Tuesday, November 16, 2010

Teaching English in China

The following is another guest post by Yveline Van Anh 


McDonalds in Beijing
Driving around the roads of Shunyi, Beijing, one would never imagine such things as 10 families sharing a common bathroom or houses without heating and air conditioning. Most of the people I meet here are blinded by the newly opened McDonald’s, Starbucks and modern westernized villa houses which render them oblivious to the fact that just five minutes from their three story houses lie small villages in which entire families live in a single room no bigger than their living room.


I started teaching English at the Love and Hope Center when I was 12 years old, in my freshman year of High School. The Center houses immigrant vocational students from the ages of 16 to 25 and trains them to become dental technicians or kindergarten and elementary school teachers. It also holds weekly English lessons for younger children from immigrant families.

I still remember my first time to the Love and Hope Center. It was in the middle of November, and the temperature was starting to reach just below 0 degrees Celsius. I entered the classroom to find around 10 children sitting on old wooden stools around a large table. They were all wrapped up in large winter coats and some had red runny noses, but they were all smiling as they waited for me to start the lesson.

Most students came with their materials inside a small plastic bag in which they had one or two pieces of paper, a pencil, and sometimes an eraser or pencil sharpener. They sat on broken stools and chairs around an old wooden table. There was a large blackboard in the front of the class with a box of small broken pieces of chalk sitting on a desk next to it. An old piece of cloth was used as an eraser. The door to the classroom would occasionally swing itself open, letting in a current of cold air which made us all shiver. The room was lit by the sun shining through a row of windows on the side of the room.

It surprised me that, despite all these terrible learning conditions, the students – both old and young – all wore large smiles on their faces and were eager to learn. Many of them were truly capable, but unfortunately for them, they will never get the chance to go to university or to pursue a career that they desire. Although the general education situation in China is improving, many children and young adults from rural China are unable to attend university or even finish High School. The older children often have to stay home with their grandparents and work while their parents move to large cities in an attempt to make money as maids or construction workers. Even if education were made free, many children would still be unable to escape from rural life as many still must start work from a very young age.

Despite having lived in Beijing for ten years, the difference between the level of education and standards of living in different parts of China still amazes me to this very day.
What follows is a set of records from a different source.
//! Query Module - from loosely shaped descriptors to parametrized SQL
//!
//! descriptor -> `QueryNormalizer` -> `RelationExpander` -> column mapping -> `SqlCompiler`

pub mod ast;
pub mod columns;
pub mod compiler;
pub mod descriptor;
pub mod expander;
pub mod normalizer;
pub mod types;

pub use ast::{QueryAst, SelectAst, FOREIGN_KEY_MARKER};
pub use columns::{map_columns, map_select_columns};
pub use compiler::{CompiledStatement, MySqlCompiler, SqlCompiler};
pub use descriptor::QueryDescriptor;
pub use expander::{ExpandedQuery, IncludedRelation, RelationExpander};
pub use normalizer::{NormalizedQuery, QueryNormalizer};
pub use types::{JoinType, OrderDirection, QueryOperator, QueryType, WhereCondition};
impl<'m> RelationAccessor<'m> {
    pub fn relation(&self) -> &RelationDefinition {
        &self.relation
    }

    /// Target query restricted to what `owner` relates to
    fn scoped_query(
        &self,
        owner: &ModelInstance,
        query: Option<QueryDescriptor>,
    ) -> ModelResult<NormalizedQuery> {
        let mut normalized = self
            .target
            .mapper
            .normalizer
            .normalize(query.unwrap_or_default())?;

        let condition = match self.relation.kind {
            RelationKind::BelongsTo => {
                let key = owner
                    .get(&self.relation.foreign_key)
                    .filter(|value| !value.is_null())
                    .cloned()
                    .ok_or_else(|| {
                        ModelError::not_found(&self.target.definition.table_name(), "NULL")
                    })?;
                WhereCondition::equal(self.target.definition.primary_key_name(), key)
            }
            RelationKind::HasMany | RelationKind::ManyToMany => {
                let key = owner.primary_key().cloned().ok_or(ModelError::MissingPrimaryKey)?;
                WhereCondition::equal(self.relation.foreign_key.as_str(), key)
            }
        };
        normalized.conditions.push(condition);
        Ok(normalized)
    }

    /// Statement the accessor would run for `owner`
    pub fn compile(
        &self,
        owner: &ModelInstance,
        query: Option<QueryDescriptor>,
    ) -> ModelResult<CompiledStatement> {
        let normalized = self.scoped_query(owner, query)?;
        Ok(self.target.prepare_normalized(normalized)?.statement)
    }

    /// Related collection for `owner`
    pub async fn all(
        &self,
        owner: &ModelInstance,
        query: Option<QueryDescriptor>,
    ) -> ModelResult<Page> {
        let normalized = self.scoped_query(owner, query)?;
        let prepared = self.target.prepare_normalized(normalized)?;
        self.target.page(prepared).await
    }

    /// The parent of a belongs-to relation
    pub async fn get(&self, owner: &ModelInstance) -> ModelResult<ModelInstance> {
        if self.relation.kind != RelationKind::BelongsTo {
            return Err(ModelError::Relationship(format!(
                "'{}' is a collection; use `all`",
                self.relation.alias
            )));
        }
        let key = owner
            .get(&self.relation.foreign_key)
            .filter(|value| !value.is_null())
            .cloned()
            .ok_or_else(|| ModelError::not_found(&self.target.definition.table_name(), "NULL"))?;
        self.target.find(Lookup::Key(key)).await
    }

    /// Unsaved target instance with the foreign key pointing at `owner`
    pub fn create<I, K, V>(&self, owner: &ModelInstance, attrs: I) -> ModelResult<ModelInstance>
    where
        I: IntoIterator<Item = (K, V)>,
        K: Into<String>,
        V: Into<DatabaseValue>,
    {
        if self.relation.kind == RelationKind::BelongsTo || self.relation.through.is_some() {
            return Err(ModelError::Relationship(format!(
                "'{}' cannot create related records directly",
                self.relation.alias
            )));
        }
        let key = owner.primary_key().cloned().ok_or(ModelError::MissingPrimaryKey)?;
        let mut instance = self.target.new_instance(attrs);
        instance.set(self.relation.foreign_key.as_str(), key);
        Ok(instance)
    }
}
How can it be that while I get to enjoy heating in winter, others living just minutes from my house must gather under multitudes of blankets and jackets to keep themselves warm? How can it be that while I drive to school every morning, others my age must bike or walk to work? How can it be that the plastic bottles I throw away are someone else’s source of income? How can it be that while I am learning calculus, a boy my age is learning how to become a bus driver? Is it even possible that we live in the same city? Let alone just minutes away from each other?

The issue of education, not only in China but all over the world, is extremely important to me. Having been able to experience these conditions firsthand has made me even more aware. I am extremely fortunate to have received the education I have been given and often feel that many children and young adults these days are taking their education for granted (I know I have at times) while those who wish they had the same opportunities aren’t able to get them. While many in the world do excel academically, millions are left behind in poverty.